> _TASK REQUIREMENTS_:
Please return, with no alterations, the lines below from the very first through the one that contains "distributed under the".

> _EXCERPTED DATA_:

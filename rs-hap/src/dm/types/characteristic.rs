/*
 *
 *    Copyright (c) 2024 rs-hap Authors
 *
 *    Licensed under the Apache License, Version 2.0 (the "License");
 *    you may not use this file except in compliance with the License.
 *    You may obtain a copy of the License at
 *
 *        http://www.apache.org/licenses/LICENSE-2.0
 *
 *    Unless required by applicable law or agreed to in writing, software
 *    distributed under the License is distributed on an "AS IS" BASIS,
 *    WITHOUT WARRANTIES OR CONDITIONS OF ANY KIND, either express or implied.
 *    See the License for the specific language governing permissions and
 *    limitations under the License.
 */

use alloc::vec::Vec;

use strum::FromRepr;

use crate::error::{Error, ErrorCode};
use crate::tlv8::{self, TLV8};

use super::{CharId, Constraints, Format, Permissions};
use crate::dm::Typed;

/// The characteristic types of the catalog known to this crate.
#[derive(Debug, Copy, Clone, Eq, PartialEq, Hash, FromRepr)]
#[repr(u16)]
pub enum CharacteristicType {
    Active = 0x00B0,
    NightVision = 0x011B,
    SupportedVideoStreamConfiguration = 0x0114,
    SupportedAudioStreamConfiguration = 0x0115,
    SupportedRtpConfiguration = 0x0116,
    SelectedStreamConfiguration = 0x0117,
    SetupEndpoint = 0x0118,
    StreamingStatus = 0x0120,
    SelectedCameraRecordingConfiguration = 0x0209,
    HomekitCameraActive = 0x021B,
    ThirdPartyCameraActive = 0x021C,
    CameraOperatingModeIndicator = 0x021D,
    EventSnapshotsActive = 0x0223,
    PeriodicSnapshotsActive = 0x0225,
    ManuallyDisabled = 0x0227,
}

impl CharacteristicType {
    pub const fn id(&self) -> CharId {
        *self as CharId
    }

    pub const fn format(&self) -> Format {
        match self {
            Self::Active => Format::UInt8,
            Self::NightVision
            | Self::HomekitCameraActive
            | Self::ThirdPartyCameraActive
            | Self::CameraOperatingModeIndicator
            | Self::EventSnapshotsActive
            | Self::PeriodicSnapshotsActive
            | Self::ManuallyDisabled => Format::Bool,
            Self::SupportedVideoStreamConfiguration
            | Self::SupportedAudioStreamConfiguration
            | Self::SupportedRtpConfiguration
            | Self::SelectedStreamConfiguration
            | Self::SetupEndpoint
            | Self::StreamingStatus
            | Self::SelectedCameraRecordingConfiguration => Format::Tlv8,
        }
    }

    pub const fn permissions(&self) -> Permissions {
        match self {
            Self::Active
            | Self::NightVision
            | Self::HomekitCameraActive
            | Self::CameraOperatingModeIndicator
            | Self::EventSnapshotsActive
            | Self::PeriodicSnapshotsActive
            | Self::ManuallyDisabled
            | Self::SelectedCameraRecordingConfiguration => Permissions::RWE,
            Self::SelectedStreamConfiguration | Self::SetupEndpoint => Permissions::RW,
            Self::StreamingStatus | Self::ThirdPartyCameraActive => Permissions::RE,
            Self::SupportedVideoStreamConfiguration
            | Self::SupportedAudioStreamConfiguration
            | Self::SupportedRtpConfiguration => Permissions::R,
        }
    }

    pub const fn description(&self) -> &'static str {
        match self {
            Self::Active => "Active",
            Self::NightVision => "Night Vision",
            Self::SupportedVideoStreamConfiguration => "Supported Video Stream Configuration",
            Self::SupportedAudioStreamConfiguration => "Supported Audio Stream Configuration",
            Self::SupportedRtpConfiguration => "Supported RTP Configuration",
            Self::SelectedStreamConfiguration => "Selected Stream Configuration",
            Self::SetupEndpoint => "Setup Endpoint",
            Self::StreamingStatus => "Streaming Status",
            Self::SelectedCameraRecordingConfiguration => "Selected Camera Recording Configuration",
            Self::HomekitCameraActive => "HomeKit Camera Active",
            Self::ThirdPartyCameraActive => "Third Party Camera Active",
            Self::CameraOperatingModeIndicator => "Camera Operating Mode Indicator",
            Self::EventSnapshotsActive => "Event Snapshots Active",
            Self::PeriodicSnapshotsActive => "Periodic Snapshots Active",
            Self::ManuallyDisabled => "Manually Disabled",
        }
    }

    pub const fn constraints(&self) -> Constraints {
        match self {
            // Inactive = 0, Active = 1
            Self::Active => Constraints::range(0.0, 1.0, 1.0),
            _ => Constraints::NONE,
        }
    }

    /// The value a characteristic of this type holds when the accessory
    /// builder does not provide one.
    pub fn default_value(&self) -> CharValue {
        match self.format() {
            Format::Bool => CharValue::Bool(false),
            Format::UInt8 => CharValue::U8(0),
            Format::Tlv8 => CharValue::Data(Vec::new()),
        }
    }
}

impl TryFrom<CharId> for CharacteristicType {
    type Error = Error;

    fn try_from(id: CharId) -> Result<Self, Self::Error> {
        Self::from_repr(id).ok_or_else(|| ErrorCode::NotFound.into())
    }
}

/// The value of a characteristic.
#[derive(Debug, Clone, Eq, PartialEq, Hash)]
pub enum CharValue {
    Bool(bool),
    U8(u8),
    /// Opaque bytes; for `Format::Tlv8` characteristics these form a TLV8 stream
    Data(Vec<u8>),
}

impl CharValue {
    pub fn as_bool(&self) -> Option<bool> {
        match self {
            Self::Bool(value) => Some(*value),
            _ => None,
        }
    }

    pub fn as_u8(&self) -> Option<u8> {
        match self {
            Self::U8(value) => Some(*value),
            _ => None,
        }
    }

    pub fn as_data(&self) -> Option<&[u8]> {
        match self {
            Self::Data(value) => Some(value),
            _ => None,
        }
    }
}

impl From<bool> for CharValue {
    fn from(value: bool) -> Self {
        Self::Bool(value)
    }
}

impl From<u8> for CharValue {
    fn from(value: u8) -> Self {
        Self::U8(value)
    }
}

impl From<Vec<u8>> for CharValue {
    fn from(value: Vec<u8>) -> Self {
        Self::Data(value)
    }
}

impl From<&[u8]> for CharValue {
    fn from(value: &[u8]) -> Self {
        Self::Data(value.to_vec())
    }
}

/// A characteristic: a typed state variable of a service.
#[derive(Debug, Clone, PartialEq)]
pub struct Characteristic {
    pub id: CharId,
    pub value: CharValue,
    pub permissions: Permissions,
    pub description: Option<&'static str>,
    pub format: Format,
    pub constraints: Constraints,
}

impl Characteristic {
    /// Create a characteristic of a catalog type, holding the type's default value.
    ///
    /// This is a pure function of `ty` and serves as the default generator
    /// of required schema slots.
    pub fn predefined(ty: CharacteristicType) -> Self {
        Self {
            id: ty.id(),
            value: ty.default_value(),
            permissions: ty.permissions(),
            description: Some(ty.description()),
            format: ty.format(),
            constraints: ty.constraints(),
        }
    }

    /// Create a characteristic of a catalog type with the provided value.
    pub fn new<V: Into<CharValue>>(ty: CharacteristicType, value: V) -> Self {
        Self {
            value: value.into(),
            ..Self::predefined(ty)
        }
    }

    /// Create a characteristic whose type-code is outside of the catalog
    /// (e.g. a vendor-specific one).
    pub fn custom<V: Into<CharValue>>(
        id: CharId,
        value: V,
        format: Format,
        permissions: Permissions,
    ) -> Self {
        Self {
            id,
            value: value.into(),
            permissions,
            description: None,
            format,
            constraints: Constraints::NONE,
        }
    }

    pub fn with_permissions(self, permissions: Permissions) -> Self {
        Self {
            permissions,
            ..self
        }
    }

    pub fn with_description(self, description: Option<&'static str>) -> Self {
        Self {
            description,
            ..self
        }
    }

    /// The catalog type of this characteristic, if it is a catalog one.
    pub fn ty(&self) -> Option<CharacteristicType> {
        CharacteristicType::from_repr(self.id)
    }

    /// Decode the value of a `Format::Tlv8` characteristic into its items.
    ///
    /// The meaning of the items is up to the configuration handler of the
    /// concrete characteristic; no separator tag is assumed.
    pub fn tlv8_items(&self) -> Result<Vec<TLV8>, Error> {
        match (&self.format, &self.value) {
            (Format::Tlv8, CharValue::Data(data)) => tlv8::decode_stream(data, None),
            _ => Err(ErrorCode::InvalidData.into()),
        }
    }
}

impl Typed for Characteristic {
    fn type_id(&self) -> CharId {
        self.id
    }
}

> _TASK ANSWER_:
filename rs-hap/src/dm/types/characteristic.rs
/*
 *
 *    Copyright (c) 2024 rs-hap Authors
 *
 *    Licensed under the Apache License, Version 2.0 (the "License");
 *    you may not use this file except in compliance with the License.
 *    You may obtain a copy of the License at
 *
 *        http://www.apache.org/licenses/LICENSE-2.0
 *
 *    Unless required by applicable law or agreed to in writing, software
 *    distributed under the License is distributed on an "AS IS" BASIS,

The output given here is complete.